The world’s hardiness zones help people decide which ferns they should plant with the best chances of survival. Mr Bijl notes, “In the face of climate change, these climate zones are shifting. Fern hardiness also depends on the species’ natural habitat and the altitude at which they grow. Fern hunters also explore, for example, the Ethiopian highlands (where they found Asplenium aethiopicum) or the Himalaya Mountain range. There are billions of spores moving around the world, and basically, you can find fern species where you would never have expected them.”

 

Vitro Plus launches consumer website in conjunction with new fern brand

In conjunction with its new Cedar House Ferns brand, Vitro Plus announces the launch of a new website,
www.cedarhouseferns.com.

Many types of hardy ferns are also popular plants for the garden, but they have long played a kind of subdued role, often considered as a side crop at perennial plant nurseries and in garden retail.

Selling hardy ferns is not always easy. The deciduous types lose their leaves in winter, and empty-looking pots do not quickly fly off the garden centre shelves.

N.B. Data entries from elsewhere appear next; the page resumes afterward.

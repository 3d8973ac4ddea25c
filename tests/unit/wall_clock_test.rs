//! Tests for the observational wall clock

use std::borrow::Cow;

use decay_playback::core::WallClockState;

#[test]
fn test_anchored_clock_tracks_elapsed() {
    let clock = WallClockState::new(Some(10_000));
    assert!(clock.is_anchored());
    assert_eq!(clock.now_ms, Some(10_000));

    let next = clock.advance(12_500).into_owned();
    assert_eq!(next.session_started_at_ms, Some(10_000));
    assert_eq!(next.now_ms, Some(12_500));
    assert_eq!(next.elapsed_real_ms, 2_500);
}

#[test]
fn test_clock_before_anchor_saturates() {
    let clock = WallClockState::new(Some(10_000));
    let next = clock.advance(9_000).into_owned();
    assert_eq!(next.elapsed_real_ms, 0);
    assert_eq!(next.now_ms, Some(9_000));
}

#[test]
fn test_unanchored_advance_is_a_no_op() {
    let clock = WallClockState::new(None);
    assert!(matches!(clock.advance(5_000), Cow::Borrowed(_)));
    assert_eq!(clock.advance(5_000).into_owned(), clock);
}
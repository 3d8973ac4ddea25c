//! Driver loop: turns scheduler plans into processed generations.
//!
//! One tick is: plan against the time since the previous tick, run up to
//! `steps_to_run` generations through the processor, settle the scheduler with
//! what actually happened, then compute when the next tick should fire.
//!
//! # Concurrency
//!
//! Session state sits behind a `parking_lot::Mutex` that is only ever held for
//! short, synchronous sections and never across an `.await`. A tick never
//! overlaps another tick (the `processing` flag), and every commit after a
//! suspension re-validates the [`EpochToken`] captured at tick entry, so a
//! reset, pause, or new upload that lands mid-tick makes the tick's results
//! disappear instead of leaking into the next session.

use std::sync::atomic::{AtomicBool, Ordering};
use std::sync::Arc;
use std::time::Duration;

use parking_lot::Mutex;
use serde_json::Value;
use tokio::time::Instant;
use tracing::{debug, info, warn};

use crate::config::settings::{shift_speed, SanitizedSettings, SessionSettings};
use crate::config::DriverConfig;

use super::error::PlaybackError;
use super::events::{build_playback_event, EventSink, PlaybackEventKind, TracingEventSink};
use super::playback::{apply_tick, should_sample_metrics, ExecutionMode, PlaybackState, TickReport};
use super::processor::{reencode_with_retry, BatchOutcome, GenerationProcessor, OffloadedProcessor};
use super::quality::plan_qualities;
use super::scheduler::{SchedulerPlan, SchedulerState};
use super::session::{EpochToken, SessionEpoch};
use super::wall_clock::WallClockState;

/// Result of one call to [`PlaybackDriver::tick`].
#[derive(Debug, Clone, Copy, PartialEq)]
pub enum TickOutcome {
    /// Nothing to do: no session, or playback is paused.
    Idle,
    /// Another tick is still in flight.
    Busy,
    /// The session changed while this tick was suspended; results were discarded.
    Stale,
    /// The tick completed and its results were committed.
    Ran {
        /// Plan produced for this tick.
        plan: SchedulerPlan,
        /// Generations actually applied.
        processed: u32,
        /// Delay before the next tick, or `None` when playback stopped.
        next_delay: Option<Duration>,
    },
}

/// Point-in-time copy of a session.
#[derive(Debug, Clone, Copy, PartialEq)]
pub struct DriverSnapshot {
    /// Whether an image is loaded.
    pub has_session: bool,
    /// Whether the session ended (failure or generation limit).
    pub has_ended: bool,
    /// Viewer-facing progress.
    pub playback: PlaybackState,
    /// Scheduler state retained between ticks.
    pub scheduler: SchedulerState,
    /// Observational wall clock.
    pub wall_clock: WallClockState,
    /// Where generations currently run.
    pub mode: ExecutionMode,
    /// Active settings.
    pub settings: SessionSettings,
    /// Current session epoch.
    pub epoch: u64,
}

impl DriverSnapshot {
    /// Image time: the session anchor plus simulated playback time.
    #[must_use]
    #[allow(clippy::cast_possible_truncation, clippy::cast_sign_loss)]
    pub fn simulated_now_ms(&self) -> Option<u64> {
        self.wall_clock
            .session_started_at_ms
            .map(|started| started.saturating_add(self.playback.elapsed_ms.max(0.0) as u64))
    }
}

struct SessionState {
    settings: SessionSettings,
    scheduler: SchedulerState,
    wall_clock: WallClockState,
    playback: PlaybackState,
    mode: ExecutionMode,
    has_session: bool,
    has_ended: bool,
    fallback_notified: bool,
    /// Start of the previous tick (or the moment playback resumed).
    last_plan_at: Option<Instant>,
    /// End of the previous tick (or the moment playback resumed).
    last_tick_end: Option<Instant>,
}

impl SessionState {
    fn idle(settings: SessionSettings) -> Self {
        Self {
            settings,
            scheduler: SchedulerState::new(settings.tick_ms),
            wall_clock: WallClockState::new(None),
            playback: PlaybackState::new(settings.initial_quality, false),
            mode: ExecutionMode::Local,
            has_session: false,
            has_ended: false,
            fallback_notified: false,
            last_plan_at: None,
            last_tick_end: None,
        }
    }

    /// Rewind to generation zero, keeping the wall-clock anchor.
    fn rewind(&mut self, auto_play: bool) {
        self.scheduler = SchedulerState::new(self.settings.tick_ms);
        self.playback = PlaybackState::new(self.settings.initial_quality, auto_play);
        self.has_ended = false;
        self.anchor_timers(auto_play);
    }

    fn anchor_timers(&mut self, playing: bool) {
        if playing {
            let now = Instant::now();
            self.last_plan_at = Some(now);
            self.last_tick_end = Some(now);
        } else {
            self.last_plan_at = None;
            self.last_tick_end = None;
        }
    }
}

/// Clears the in-flight flag when a tick ends, however it ends.
struct ProcessingGuard<'a>(&'a AtomicBool);

impl Drop for ProcessingGuard<'_> {
    fn drop(&mut self) {
        self.0.store(false, Ordering::Release);
    }
}

struct DriverShared<P> {
    config: DriverConfig,
    processor: Arc<P>,
    offload: Option<Arc<dyn OffloadedProcessor>>,
    epoch: SessionEpoch,
    processing: AtomicBool,
    state: Mutex<SessionState>,
    events: Mutex<Box<dyn EventSink>>,
}

/// Playback driver for one viewer. Cheap to clone; clones share the session.
pub struct PlaybackDriver<P>
where
    P: GenerationProcessor,
{
    inner: Arc<DriverShared<P>>,
}

impl<P> Clone for PlaybackDriver<P>
where
    P: GenerationProcessor,
{
    fn clone(&self) -> Self {
        Self {
            inner: Arc::clone(&self.inner),
        }
    }
}
use super::{RecordStore, Table};
use crate::core::{MigrateError, Record, Result, RowIntent, TableSchema};
use log::debug;
use serde::{Deserialize, Serialize};
use std::collections::BTreeMap;

/// Record store held entirely in memory.
///
/// Backups live next to the tables they copy, so a saved store carries its
/// own rollback state.
#[derive(Debug, Clone, Default, PartialEq, Serialize, Deserialize)]
pub struct InMemoryStore {
    tables: BTreeMap<String, Table>,
    #[serde(default)]
    backups: BTreeMap<String, Table>,
}

impl InMemoryStore {
    pub fn new() -> Self {
        Self::default()
    }

    /// Create a table; fails if the name is taken
    pub fn create_table(&mut self, schema: TableSchema) -> Result<()> {
        let name = schema.name().to_string();

        if self.tables.contains_key(&name) {
            return Err(MigrateError::TableExists(name));
        }

        self.tables.insert(name, Table::new(schema));
        Ok(())
    }

    /// Appends rows without clearing, for loading fixtures.
    pub fn insert_rows(&mut self, table: &str, rows: Vec<RowIntent>) -> Result<usize> {
        let count = rows.len();
        self.get_table_mut(table)?.insert_all(rows)?;
        Ok(count)
    }

    /// Appends fully formed records, keeping any primary key they carry.
    pub fn insert_records(&mut self, table: &str, records: Vec<Record>) -> Result<usize> {
        let pk = self.get_table(table)?.schema().primary_key().map(str::to_string);
        let intents = records
            .into_iter()
            .map(|record| RowIntent::from_record(record, pk.as_deref()))
            .collect();
        self.insert_rows(table, intents)
    }

    pub fn get_table(&self, name: &str) -> Result<&Table> {
        self.tables
            .get(name)
            .ok_or_else(|| MigrateError::TableNotFound(name.to_string()))
    }

    fn get_table_mut(&mut self, name: &str) -> Result<&mut Table> {
        self.tables
            .get_mut(name)
            .ok_or_else(|| MigrateError::TableNotFound(name.to_string()))
    }

    pub fn backup_count(&self) -> usize {
        self.backups.len()
    }

    pub fn total_rows(&self) -> usize {
        self.tables.values().map(Table::row_count).sum()
    }
}

impl RecordStore for InMemoryStore {
    fn schema(&self, table: &str) -> Result<TableSchema> {
        Ok(self.get_table(table)?.schema().clone())
    }

    fn rows(&self, table: &str) -> Result<Vec<Record>> {
        Ok(self.get_table(table)?.rows().to_vec())
    }

    fn row_count(&self, table: &str) -> Result<usize> {
        Ok(self.get_table(table)?.row_count())
    }

    fn write_rows(&mut self, table: &str, rows: Vec<RowIntent>) -> Result<usize> {
        let handle = self.get_table_mut(table)?;
        // Validate against an empty copy first so a rejected batch leaves the
        // table as it was.
        let mut replacement = handle.clone();
        replacement.clear();
        replacement.insert_all(rows)?;
        let written = replacement.row_count();
        *handle = replacement;
        debug!("wrote {} rows to '{}'", written, table);
        Ok(written)
    }

    fn clear(&mut self, table: &str) -> Result<()> {
        self.get_table_mut(table)?.clear();
        Ok(())
    }

    fn backup(&mut self, table: &str) -> Result<()> {
        if self.backups.contains_key(table) {
            debug!("backup of '{}' already present, keeping it", table);
            return Ok(());
        }
        let copy = self.get_table(table)?.clone();
        self.backups.insert(table.to_string(), copy);
        Ok(())
    }

    fn rollback(&mut self, table: &str) -> Result<()> {
        if let Some(copy) = self.backups.remove(table) {
            self.tables.insert(table.to_string(), copy);
            debug!("restored '{}' from backup", table);
        }
        Ok(())
    }

    fn delete_backup(&mut self, table: &str) -> Result<()> {
        self.backups.remove(table);
        Ok(())
    }

    fn has_backup(&self, table: &str) -> bool {
        self.backups.contains_key(table)
    }

    fn table_names(&self) -> Vec<String> {
        self.tables.keys().cloned().collect()
    }
}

With this in mind, Vitro Plus launched Cedar House Ferns, a new B2C fern brand to help ferns rise in prominence.

The Cedar House Fern logo illustrates a Victorian-style greenhouse featuring wooden frames and ornate decorative elements. In real life, the greenhouse is surrounded by a spectacular woodland garden in Burgh Haamstede that will eventually host more than 300 different fern species. It also includes a log-style guesthouse not far from Vitro Plus headquarters. The garden and greenhouse are open to the public, but visitors must book their visit in advance.

The Cedar House Fern brand did not happen overnight. Mr Bijl explains, “For a few years, we have participated in castle flower, and plant shows such as Kalmthout, Trompenburg and Beervelde. Here, we showcased our perennial fern range to determine what consumers like most.”

The next step is a Cedar House Ferns display at Groenrijk’s garden centre in Middelburg next spring. The fern area promises to be very different from standard retail displays, including wooden timber frames, wooden plant labels, biodegradable pots, and lots of compelling storytelling. Mr Bijl asserts, “The area will create a real wow factor. We will explain how the Victorian Fern Craze fuelled the arrival of many fern species in the UK and Europe and how, in modern times, we hunt for ferns in the Himalayas or Africa. We also highlight the fern’s air and soil-purifying capabilities. Research has found that some ferns efficiently remove inorganic and organic contaminants from the environment. For example, in 1996, NASA research referenced Nephrolepis as an ideal air-purifying plant.